Supekar utiliza sua experiência profissional como curadora de palavras-chave para bancos de imagens nos anos 2000 para desconstruir a mecânica por trás desses acervos. Ela aponta casos alarmantes, como a busca por termos específicos que, durante anos, retornaram resultados carregados de estigmas raciais, reforçando o conceito de 'cybertypes' da estudiosa Lisa Nakamura — a tendência da cultura online de achatar e rotular comunidades minoritárias.

Essa curadoria, muitas vezes realizada sem uma reflexão crítica sobre o impacto social, acabou por criar um pano de fundo visual para o discurso público online. A autora questiona a responsabilidade da indústria na criação desses arquétipos visuais, sugerindo que o trabalho de indexação e categorização de imagens não era apenas uma tarefa técnica, mas um ato de definição cultural sobre quem pertence a cada grupo social.

A transição para a inteligência artificial

O cenário atual, dominado pela IA, apresenta um novo desafio. Supekar observa que, ao buscar termos como 'maternidade' e 'indiano' em plataformas contemporâneas, os resultados são majoritariamente gerados por máquinas. Isso indica que a IA está tentando preencher lacunas de representação que nunca foram adequadamente supridas pelos bancos de dados humanos, baseando-se em padrões estatísticos que frequentemente replicam preconceitos do passado.

O problema reside no fato de que os modelos de IA aprendem a partir de vastos conjuntos de dados históricos. Se o material de treinamento é enviesado, a saída gerada será, por definição, uma representação distorcida da realidade. A autora levanta questões sobre se é possível inventar tecnologias capazes de alterar perspectivas humanas que, historicamente, falharam em reconhecer a humanidade de certos grupos.

Implicações para o ecossistema digital

As implicações dessa análise atingem desde empresas de tecnologia que desenvolvem modelos de IA até reguladores que buscam mitigar vieses algorítmicos. A normalização de imagens estereotipadas em ferramentas de busca e criação de conteúdo cria uma percepção de normalidade que, a longo prazo, pode endurecer preconceitos sociais, tornando a correção desses vieses uma tarefa cada vez mais complexa.

Para o mercado brasileiro, onde a diversidade é um pilar central, a reflexão de Supekar ressoa como um alerta sobre a importância da curadoria humana na tecnologia.
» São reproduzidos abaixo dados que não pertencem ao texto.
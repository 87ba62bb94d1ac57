//! Value ordering used by every sweep and flood in the crate.
//!
//! One ordering replaces the family of ascending/descending comparators over
//! component value, current field value and original field value: a key
//! extractor maps an index to a value, and a [`Direction`] decides which end
//! comes first. Ties are always broken by ascending index so that sweeps are
//! deterministic.

use std::cmp::Ordering;

use ordered_float::OrderedFloat;

use crate::types::Direction;

/// Totally ordered sort key: oriented value, then index.
pub type SortKey = (OrderedFloat<f32>, usize);

impl Direction {
  /// Sort key for `value` at `index` under this direction.
  ///
  /// Descending negates the value so that a plain ascending sort (or a
  /// min-heap) visits the largest values first. Negation is exact for `f32`.
  #[inline]
  pub fn sort_key(self, value: f32, index: usize) -> SortKey {
    let oriented = match self {
      Direction::Ascending => value,
      Direction::Descending => -value,
    };
    (OrderedFloat(oriented), index)
  }

  /// Compare two `(value, index)` pairs under this direction.
  #[inline]
  pub fn compare(self, a: (f32, usize), b: (f32, usize)) -> Ordering {
    self.sort_key(a.0, a.1).cmp(&self.sort_key(b.0, b.1))
  }
}

/// Ordering over indices built from a key extractor and a direction.
#[derive(Clone, Copy, Debug)]
pub struct ValueOrder<K> {
  key: K,
  direction: Direction,
}

impl<K> ValueOrder<K>
where
  K: Fn(usize) -> f32,
{
  /// Create an ordering that reads values through `key`.
  pub fn new(key: K, direction: Direction) -> Self {
    Self { key, direction }
  }

  /// Direction this ordering sorts in.
  pub fn direction(&self) -> Direction {
    self.direction
  }

  /// Value of `index` as seen by this ordering.
  #[inline]
  pub fn value(&self, index: usize) -> f32 {
    (self.key)(index)
  }

  /// Sort key of `index`.
  #[inline]
  pub fn sort_key(&self, index: usize) -> SortKey {
    self.direction.sort_key(self.value(index), index)
  }

  /// Compare two indices.
  #[inline]
  pub fn compare(&self, a: usize, b: usize) -> Ordering {
    self.sort_key(a).cmp(&self.sort_key(b))
  }

  /// Sort indices in place, first-visited first.
  pub fn sort(&self, indices: &mut [usize]) {
    indices.sort_by_cached_key(|&i| self.sort_key(i));
  }
}

#[cfg(test)]
#[path = "order_test.rs"]
mod order_test;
A dependência de modelos globais de IA, treinados majoritariamente em bancos de dados do Norte Global, pode resultar em uma invisibilidade ou caricaturização da realidade local caso não haja uma intervenção consciente no desenvolvimento dessas ferramentas.

O futuro da representação visual

O que permanece incerto é a capacidade da indústria de tecnologia em reformular seus datasets para além da eficiência algorítmica. A obra de Supekar não oferece respostas simples, mas convida a uma reflexão sobre a responsabilidade ética na construção de um futuro visual que ainda está sendo moldado por máquinas.

O leitor é deixado com a provocação de como podemos, individual e coletivamente, desafiar essas estruturas de poder visual. A trajetória da fotografia de estoque, de um simples recurso comercial para uma ferramenta de influência cultural, serve como um espelho para as escolhas que fazemos hoje sobre a tecnologia e a representação humana.